REINHARDT, Circuit Judge:

Eugene Davis Washington was convicted of bribing one of the jurors in his earlier trial on drug charges. Washington challenges his sentence on the ground that the district court erred in applying U.S.S.G. § 2J1.2(c)(l)’s cross-reference to U.S.S.G. § 2X3.1 (“Accessory After the Fact”). We agree with Washington and remand for re-sentencing. 1

I.

In April 1988, Eugene Davis Washington was indicted for possession with intent to distribute and conspiracy to possess with intent to distribute ten kilograms of cocaine. The first trial ended in a mistrial when the jury deadlocked 11 to 1 in favor of conviction. A second trial in 1989 also ended in a mistrial when the jury deadlocked 9 to 3 in favor of eonviction. Washington subsequently entered into an agreement with the government, pleading guilty to one count of possession with intent to distribute 4.9 kilograms of cocaine and five counts of bank fraud. He was sentenced to five years imprisonment.

In November 1992, while serving his five-year sentence, Washington was indicted for: (1) conspiracy to obstruct justice, in violation of 18 U.S.C. § 371; (2) obstruction of justice, in violation of 18 U.S.C. § 1503; and (3) bribery of a juror, in violation of 18 U.S.C. § 201. All three counts concerned Washington’s attempt to bribe one of the jurors in his first trial for cocaine possession and distribution. The government introduced evidence from two witnesses who stated that, at Washington’s behest, they had approached a juror in the first trial and offered him a job and a car in exchange for his voting to acquit Washington. The juror, who was the lone holdout, confirmed that he had been approached by the two men. Testifying on his own behalf, Washington denied any involvement in the alleged acts of bribery.

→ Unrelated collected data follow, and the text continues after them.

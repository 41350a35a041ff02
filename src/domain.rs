pub mod palette;
pub mod weather;
pub mod app;
pub mod cli;
pub mod data;
pub mod domain;
pub mod logging;
pub mod scene;
pub mod ui;

use std::io::{self, Stdout};

use anyhow::{Context, Result};
use app::events::{AppEvent, spawn_input_task};
use app::settings::{RenderSettings, load_render_settings};
use app::state::AppState;
use chrono::Utc;
use cli::Cli;
use crossterm::{
    event::DisableMouseCapture,
    execute,
    terminal::{EnterAlternateScreen, LeaveAlternateScreen, disable_raw_mode, enable_raw_mode},
};
use data::SnapshotSource;
use domain::weather::DayPhase;
use futures::StreamExt;
use ratatui::{Terminal, backend::CrosstermBackend};
use tokio::sync::mpsc;
use tracing::info;

pub async fn run(cli: Cli) -> Result<()> {
    cli.validate()?;
    logging::init(cli.log_file.as_deref())?;
    let settings = load_render_settings(&cli)?;
    let source = SnapshotSource::from_cli(&cli);
    info!(source = %source.label(), fps = settings.fps, "starting");

    if cli.one_shot {
        return print_one_shot(source, settings).await;
    }

    let mut terminal = setup_terminal()?;
    let result = run_inner(&mut terminal, source, settings).await;
    restore_terminal(&mut terminal)?;
    result
}

async fn run_inner(
    terminal: &mut Terminal<CrosstermBackend<Stdout>>,
    source: SnapshotSource,
    settings: RenderSettings,
) -> Result<()> {
    let (tx, mut rx) = mpsc::channel::<AppEvent>(256);
    let input_stream = spawn_input_task();
    tokio::pin!(input_stream);
    let size = terminal.size()?;
    let capability = ui::theme::detect_color_capability(settings.color);
    let mut app = AppState::new(source, settings, capability, (size.width, size.height));

    tx.send(AppEvent::Bootstrap).await?;

    while app.running {
        tokio::select! {
            maybe_input = input_stream.next() => {
                if let Some(input) = maybe_input {
                    app.handle_event(AppEvent::Input(input), &tx).await?;
                }
            }
            maybe_event = rx.recv() => {
                if let Some(event) = maybe_event {
                    app.handle_event(event, &tx).await?;
                }
            }
        }

        if app.running {
            terminal.draw(|frame| ui::render(frame, &mut app))?;
        }
    }

    app.controller.unmount();
    Ok(())
}

async fn print_one_shot(mut source: SnapshotSource, settings: RenderSettings) -> Result<()> {
    let label = source.label();
    let snapshot = source
        .request()
        .resolve()
        .await
        .with_context(|| format!("loading weather from {label} failed"))?;
    let phase = DayPhase::for_snapshot(Some(&snapshot), Utc::now());
    println!(
        "{}",
        ui::hud::hud_line(Some(&snapshot), phase, settings.icon_mode, false)
    );
    Ok(())
}

fn setup_terminal() -> Result<Terminal<CrosstermBackend<Stdout>>> {
    install_panic_hook();
    enable_raw_mode().context("enabling raw mode failed")?;
    let mut stdout = io::stdout();
    execute!(stdout, EnterAlternateScreen).context("entering alternate screen failed")?;
    let backend = CrosstermBackend::new(stdout);
    Ok(Terminal::new(backend)?)
}

fn restore_terminal(terminal: &mut Terminal<CrosstermBackend<Stdout>>) -> Result<()> {
    disable_raw_mode()?;
    execute!(
        terminal.backend_mut(),
        LeaveAlternateScreen,
        DisableMouseCapture
    )?;
    terminal.show_cursor()?;
    Ok(())
}

fn install_panic_hook() {
    let existing = std::panic::take_hook();
    std::panic::set_hook(Box::new(move |panic| {
        let _ = disable_raw_mode();
        let mut stdout = io::stdout();
        let _ = execute!(stdout, LeaveAlternateScreen, DisableMouseCapture);
        existing(panic);
    }));
}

After a seven-day trial, Washington was convicted on all three counts. Applying U.S.S.G. § 2J1.2(e)(l)’s cross-reference to U.S.S.G. § 2X3.1, the district court determined that Washington’s base offense level was 24. Washington was sentenced to 12 years in prison and three years probation, and was ordered to pay a $750,000 fine.

II.

Washington argues that the district court erred in computing his base offense level. Section 2J1.2 of the Sentencing Guidelines prescribes the offense level for “Obstruction of Justice.” 2 There is no dispute that the district court was correct in looking to this *1103 guideline section as an initial matter. The question is whether it was correct in applying section 2J1.2(c)(l)’s cross-reference to section 2X3.1 (“Accessory After the Fact”), which provides an alternate method for calculating the offense level. We hold that the district court erred in applying the cross-reference.

A.

Section 2J1.2’s cross-reference provides that “[i]f the conduct was obstructing the investigation or prosecution of a criminal offense, apply § 2X3.1 (Accessory After the Fact) in respect to such criminal offense, if the resulting offense level is greater than that determined above.” U.S.S.G. § 2J1.2(c). In 1988, when the juror bribery occurred, the commentary notes to § 2J1.2 read in pertinent part:

Because the conduct covered by this guideline is frequently part of an effort to assist another person to escape punishment for a crime he has committed, an alternative reference to the guideline for accessory after the fact is made.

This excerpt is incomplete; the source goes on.